Tony Killeen (born 9 June 1952) is a former Irish Fianna Fáil politician who served Minister for Defence from 2010 to 2011, Minister of State for Fisheries and Forestry from 2008 to 2010, Minister of State at the Department of the Environment, Heritage and Local Government and at the Department of Communications, Energy and Natural Resources from 2007 to 2008 and Minister of State for Labour Affairs from 2004 to 2007. He served as a Teachta Dála (TD) for the Clare constituency from 1992 to 2011.

Early and personal life
Killeen was born in Corofin, County Clare, and educated at St. Flannan's College in Ennis and Mary Immaculate College in Limerick. He worked as a national school teacher before entering into politics.

He is married to Lily O'Keeffe; they have five sons and live in Kilnaboy, County Clare.

Political career
Killeen first became involved in politics in 1985 when he was elected to Clare County Council and served on that body until 1997. He was chairman from 1989–1991. At the 1992 general election he was elected to Dáil Éireann for the Clare constituency for the first time and retained his seat at each subsequent election until his retirement in 2011.

Killeen has served on a number of committees, including the Joint Oireachtas Committee on Education and Science, the Committee on Procedure and Privileges and the Committee on Members' Interests in Dáil Éireann.

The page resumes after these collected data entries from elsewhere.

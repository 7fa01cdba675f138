//! Error types for fanout-core.

use std::time::Duration;

use thiserror::Error;

use crate::task::TaskError;

/// Result type for fanout-core operations.
pub type Result<T> = std::result::Result<T, Error>;

/// Errors that can occur in fanout-core.
///
/// Errors are `Clone` because a single rejected operation may be observed by
/// several downstream stages.
#[derive(Debug, Clone, PartialEq, Error)]
pub enum Error {
    /// A pipeline was built without an initial value or an upstream stage.
    #[error("one of 'data' or 'operation' is required")]
    Construction,

    /// `map` or `reduce` was applied to something that is not an array.
    #[error("data should be of type array to apply a {operation} function, found {found}")]
    TypeMismatch {
        operation: &'static str,
        found: &'static str,
    },

    /// `reduce` was applied to an empty array.
    #[error("cannot reduce an empty array")]
    EmptySequence,

    /// No worker transport and the synchronous fallback is disabled.
    #[error("workers do not exist and synchronous operation not allowed")]
    CapabilityUnavailable,

    /// A worker reported a failure.
    #[error("worker failed: {0}")]
    WorkerFailure(TaskError),

    /// A spawn stage exceeded its deadline.
    #[error("operation timed out after {}ms", .0.as_millis())]
    Timeout(Duration),

    /// IPC communication error with a worker process.
    #[error("IPC error: {0}")]
    Ipc(String),

    /// Serialization error.
    #[error("serialization error: {0}")]
    Serialization(String),

    /// IO error.
    #[error("IO error: {0}")]
    Io(String),

    /// The orchestrator shut down before the result was delivered.
    #[error("orchestrator closed before the operation settled")]
    Closed,

    /// Invalid pipeline options.
    #[error("invalid configuration: {0}")]
    InvalidConfig(String),
}

impl From<std::io::Error> for Error {
    fn from(e: std::io::Error) -> Self {
        Self::Io(e.to_string())
    }
}

impl From<serde_json::Error> for Error {
    fn from(e: serde_json::Error) -> Self {
        Self::Serialization(e.to_string())
    }
}

impl From<TaskError> for Error {
    fn from(e: TaskError) -> Self {
        Self::WorkerFailure(e)
    }
}

impl Error {
    /// Render the error together with a recovery hint when one is known.
    pub fn with_hint(&self) -> String {
        let hint = match self {
            Self::CapabilityUnavailable => Some(
                "enable the synchronous fallback with Options::with_synchronous(true) \
                 or use a context with a worker factory",
            ),
            Self::Ipc(msg) if msg.contains("fanout-worker") => Some(
                "build the worker with `cargo build -p fanout-worker` or set FANOUT_WORKER_PATH",
            ),
            Self::Timeout(_) => Some("raise the `timeout` entry of the stage environment"),
            Self::TypeMismatch { .. } => Some("map and reduce need an array upstream value"),
            _ => None,
        };

        match hint {
            Some(hint) => format!("{self}\n  hint: {hint}"),
            None => self.to_string(),
        }
    }

    /// Convert this error into the opaque form that crosses worker boundaries.
    pub fn to_task_error(&self) -> TaskError {
        match self {
            Self::WorkerFailure(inner) => inner.clone(),
            Self::Timeout(_) => TaskError::new("timeout", self.to_string()),
            Self::TypeMismatch { .. } => TaskError::new("type_mismatch", self.to_string()),
            other => TaskError::new("error", other.to_string()),
        }
    }
}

In 2004 he was appointed as Minister of State at the Department of Enterprise, Trade and Employment with special responsibility for Labour Affairs. In June 2007 he was appointed as Minister of State at the Department of the Environment, Heritage and Local Government and at the Department of Communications, Energy and Natural Resources with special responsibility for Environment and Energy. In May 2008, he was appointed as Minister of State at the Department of Agriculture, Fisheries and Food with special responsibility for Fisheries and Forestry.

In January 2007, it emerged that Killeen's office had sent letters to the Minister for Justice, Equality and Law Reform advocating for the early release of a convicted child rapist. Killeen refused to resign as Minister of State.

On 23 March 2010 Taoiseach Brian Cowen appointed Killeen as Minister of Defence replacing Willie O'Dea who had resigned for committing perjury in front of the High Court.

On 6 January 2011, Killeen announced his decision not to contest the 2011 general election, citing medical advice, having been diagnosed with bowel cancer in 2008. He resigned as Minister for Defence on 19 January 2011.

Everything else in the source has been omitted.